Static analysis tools analyze every instruction in the source code to determine if the operations performed 
in that instruction can create a problem at runtime. These tools can efficiently detect a wide range of 
problems even before unit testing including: buffer overruns, un-initialized variables, arithmetic overflows 
and underflows, and unreachable code. The advantage of static analysis methods is their ease of use. 
Static analysis programs are used in much the same way an ordinary compiler is used to compile a 
program. These methods can save many hours of human code review and can therefore provide 
substantial cost savings. However, a continuing challenge is the development of static analysis methods 
that detect only real problems (not false alarms). 

There are several static analysis tools available, for example Coverity [21], PolySpace [22], Parasoft [23], 
Clint, UNO [24], and CGS [25]. All of these tools analyze the source code, without actually executing it. 
The source code does not need to be modified or instrumented. Results of the analyses are usually 
displayed in a user-friendly way and the results are usually quickly available. For example, CGS (used for 
Deep Space 1 , Mars Pathfinder, and Mars Exploration Rover (C) code, was able to check hundreds of 
thousands of lines of spacecraft computer code in less than a half hour. 
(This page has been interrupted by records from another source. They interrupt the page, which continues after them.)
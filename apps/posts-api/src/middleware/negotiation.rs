//! Content negotiation gate.
//!
//! [`MediaTypeGate::accept`] rejects requests whose `Accept` header excludes the
//! response mediatype (406); [`MediaTypeGate::require`] rejects requests whose
//! `Content-Type` is not the expected mediatype (415). Rejections short-circuit
//! before the wrapped handler runs.
//!
//! Gates compose through `wrap`; actix runs the last-registered wrapper first,
//! so routes register `require` before `accept`:
//!
//! ```ignore
//! web::resource("")
//!     .guard(guard::Post())
//!     .to(posts::create_post)
//!     .wrap(MediaTypeGate::require(APPLICATION_JSON))
//!     .wrap(MediaTypeGate::accept(APPLICATION_JSON))
//! ```

use actix_web::{
    Error, ResponseError,
    body::EitherBody,
    dev::{Service, ServiceRequest, ServiceResponse, Transform, forward_ready},
    http::header::{ACCEPT, CONTENT_TYPE, HeaderMap},
};
use std::future::{Future, Ready, ready};
use std::pin::Pin;

use super::error::AppError;

pub const APPLICATION_JSON: &str = "application/json";

#[derive(Debug, Clone, Copy, PartialEq, Eq)]
enum Check {
    Accept,
    Require,
}

/// Middleware factory for one negotiation check against one mediatype.
#[derive(Debug, Clone, Copy)]
pub struct MediaTypeGate {
    check: Check,
    mediatype: &'static str,
}

impl MediaTypeGate {
    /// Require the client to accept `mediatype` responses.
    pub fn accept(mediatype: &'static str) -> Self {
        Self {
            check: Check::Accept,
            mediatype,
        }
    }

    /// Require the request body to be `mediatype`.
    pub fn require(mediatype: &'static str) -> Self {
        Self {
            check: Check::Require,
            mediatype,
        }
    }

    /// Run the check against request headers.
    pub fn check(&self, headers: &HeaderMap) -> Result<(), AppError> {
        match self.check {
            Check::Accept if !accepts(headers, self.mediatype) => {
                Err(AppError::NotAcceptable(self.mediatype))
            }
            Check::Require if !contains(headers, self.mediatype) => {
                Err(AppError::UnsupportedMediaType(self.mediatype))
            }
            _ => Ok(()),
        }
    }
}

/// Whether the `Accept` headers admit `mediatype`: an exact range or `*/*`,
/// ignoring parameters, excluding ranges with `q=0`. No header admits anything.
pub fn accepts(headers: &HeaderMap, mediatype: &str) -> bool {
    let mut values = headers.get_all(ACCEPT).peekable();
    if values.peek().is_none() {
        return true;
    }

    values
        .filter_map(|value| value.to_str().ok())
        .flat_map(|value| value.split(','))
        .any(|range| {
            let mut parts = range.split(';').map(str::trim);
            let essence = parts.next().unwrap_or_default();
            let rejected = parts.any(|param| is_zero_quality(param));
            !rejected && (essence.eq_ignore_ascii_case(mediatype) || essence == "*/*")
        })
}

/// Whether `Content-Type` names `mediatype`, ignoring parameters such as `charset`.
pub fn contains(headers: &HeaderMap, mediatype: &str) -> bool {
    headers
        .get(CONTENT_TYPE)
        .and_then(|value| value.to_str().ok())
        .and_then(|value| value.split(';').next())
        .is_some_and(|essence| essence.trim().eq_ignore_ascii_case(mediatype))
}

fn is_zero_quality(param: &str) -> bool {
    let Some((name, value)) = param.split_once('=') else {
        return false;
    };
    name.trim().eq_ignore_ascii_case("q") && value.trim().parse::<f32>().is_ok_and(|q| q == 0.0)
}

impl<S, B> Transform<S, ServiceRequest> for MediaTypeGate
where
    S: Service<ServiceRequest, Response = ServiceResponse<B>, Error = Error> + 'static,
    B: 'static,
{
    type Response = ServiceResponse<EitherBody<B>>;
    type Error = Error;
    type Transform = MediaTypeGateService<S>;
    type InitError = ();
    type Future = Ready<Result<Self::Transform, Self::InitError>>;

    fn new_transform(&self, service: S) -> Self::Future {
        ready(Ok(MediaTypeGateService {
            service,
            gate: *self,
        }))
    }
}

pub struct MediaTypeGateService<S> {
    service: S,
    gate: MediaTypeGate,
}

impl<S, B> Service<ServiceRequest> for MediaTypeGateService<S>
where
    S: Service<ServiceRequest, Response = ServiceResponse<B>, Error = Error> + 'static,
    B: 'static,
{
    type Response = ServiceResponse<EitherBody<B>>;
    type Error = Error;
    type Future = Pin<Box<dyn Future<Output = Result<Self::Response, Self::Error>>>>;

    forward_ready!(service);

    fn call(&self, req: ServiceRequest) -> Self::Future {
        if let Err(err) = self.gate.check(req.headers()) {
            tracing::debug!(
                method = %req.method(),
                path = %req.path(),
                "Negotiation rejected request: {}",
                err
            );

            let response = err.error_response();
            let (http_req, _payload) = req.into_parts();
            let srv_response = ServiceResponse::new(http_req, response);

            return Box::pin(async move { Ok(srv_response.map_into_right_body()) });
        }

        let fut = self.service.call(req);
        Box::pin(async move {
            let res = fut.await?;
            Ok(res.map_into_left_body())
        })
    }
}

#[cfg(test)]
mod tests {
    use super::*;
    use actix_web::http::StatusCode;
    use actix_web::test::{self as actix_test, TestRequest};
    use actix_web::{App, HttpResponse, web};

    fn headers(pairs: &[(&'static str, &'static str)]) -> HeaderMap {
        let mut req = TestRequest::default();
        for pair in pairs {
            req = req.insert_header(*pair);
        }
        req.to_http_request().headers().clone()
    }

    #[test]
    fn test_accepts_exact_and_wildcard() {
        assert!(accepts(&headers(&[("Accept", "application/json")]), APPLICATION_JSON));
        assert!(accepts(&headers(&[("Accept", "*/*")]), APPLICATION_JSON));
        assert!(accepts(
            &headers(&[("Accept", "text/html, application/json;q=0.9")]),
            APPLICATION_JSON
        ));
        assert!(accepts(&headers(&[]), APPLICATION_JSON));
    }

    #[test]
    fn test_rejects_other_types() {
        assert!(!accepts(&headers(&[("Accept", "application/xml")]), APPLICATION_JSON));
        assert!(!accepts(&headers(&[("Accept", "application/*")]), APPLICATION_JSON));
        assert!(!accepts(
            &headers(&[("Accept", "application/json; q=0")]),
            APPLICATION_JSON
        ));
    }

    #[test]
    fn test_content_type_ignores_parameters() {
        assert!(contains(
            &headers(&[("Content-Type", "application/json; charset=utf-8")]),
            APPLICATION_JSON
        ));
        assert!(!contains(&headers(&[("Content-Type", "text/plain")]), APPLICATION_JSON));
        assert!(!contains(&headers(&[]), APPLICATION_JSON));
    }

    #[actix_web::test]
    async fn test_gates_run_accept_first() {
        let app = actix_test::init_service(
            App::new().service(
                web::resource("/echo")
                    .to(|| async { HttpResponse::Ok().body("handled") })
                    .wrap(MediaTypeGate::require(APPLICATION_JSON))
                    .wrap(MediaTypeGate::accept(APPLICATION_JSON)),
            ),
        )
        .await;

        let req = TestRequest::post()
            .uri("/echo")
            .insert_header(("Accept", "application/xml"))
            .insert_header(("Content-Type", "text/plain"))
            .to_request();
        let resp = actix_test::call_service(&app, req).await;
        assert_eq!(resp.status(), StatusCode::NOT_ACCEPTABLE);

        let req = TestRequest::post()
            .uri("/echo")
            .insert_header(("Accept", "application/json"))
            .insert_header(("Content-Type", "text/plain"))
            .to_request();
        let resp = actix_test::call_service(&app, req).await;
        assert_eq!(resp.status(), StatusCode::UNSUPPORTED_MEDIA_TYPE);

        let req = TestRequest::post()
            .uri("/echo")
            .insert_header(("Accept", "application/json"))
            .insert_header(("Content-Type", "application/json"))
            .to_request();
        let resp = actix_test::call_service(&app, req).await;
        assert_eq!(resp.status(), StatusCode::OK);
        assert_eq!(actix_test::read_body(resp).await, "handled");
    }
}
4.2 Analytical Methods to Improve Learning Convergence 

Perhaps the most difficult verification task is to prove that the learning algorithm of an adaptive control 
system converges to the global minimum under all operating conditions. Even more difficult than this is 
the problem of knowing what methodology can be used to improve learning performance in the event the 
learning convergence is discovered to be unsatisfactory. In this section, methods to improve learning 
convergence are discussed, primarily in the context of neural network weight identification. 

Attempts to improve the convergence of learning algorithms have concentrated on the selection of better 
energy functions and selection of variable learning rate and momentum [26,27,28,29,30]. Some 
benchmarking fast learning algorithms have been derived in the literature [31 ,32,33]. 

The most commonly used method is to reduce the weights on past inputs and outputs [33]. This 
mechanism is called weight decay by adding a term to the optimizing function that is the sum of the 
squares of the weights such that during training, this term penalizes older weights. As example the use of 
magnified gradient function in back-propagation (BP) can effectively speed up the convergence rate by 
solving the flat-spot problem [14]. This change of the gradient of the activation function improves the 
convergence of the learning process by preventing the error signal from dropping to a very small value. 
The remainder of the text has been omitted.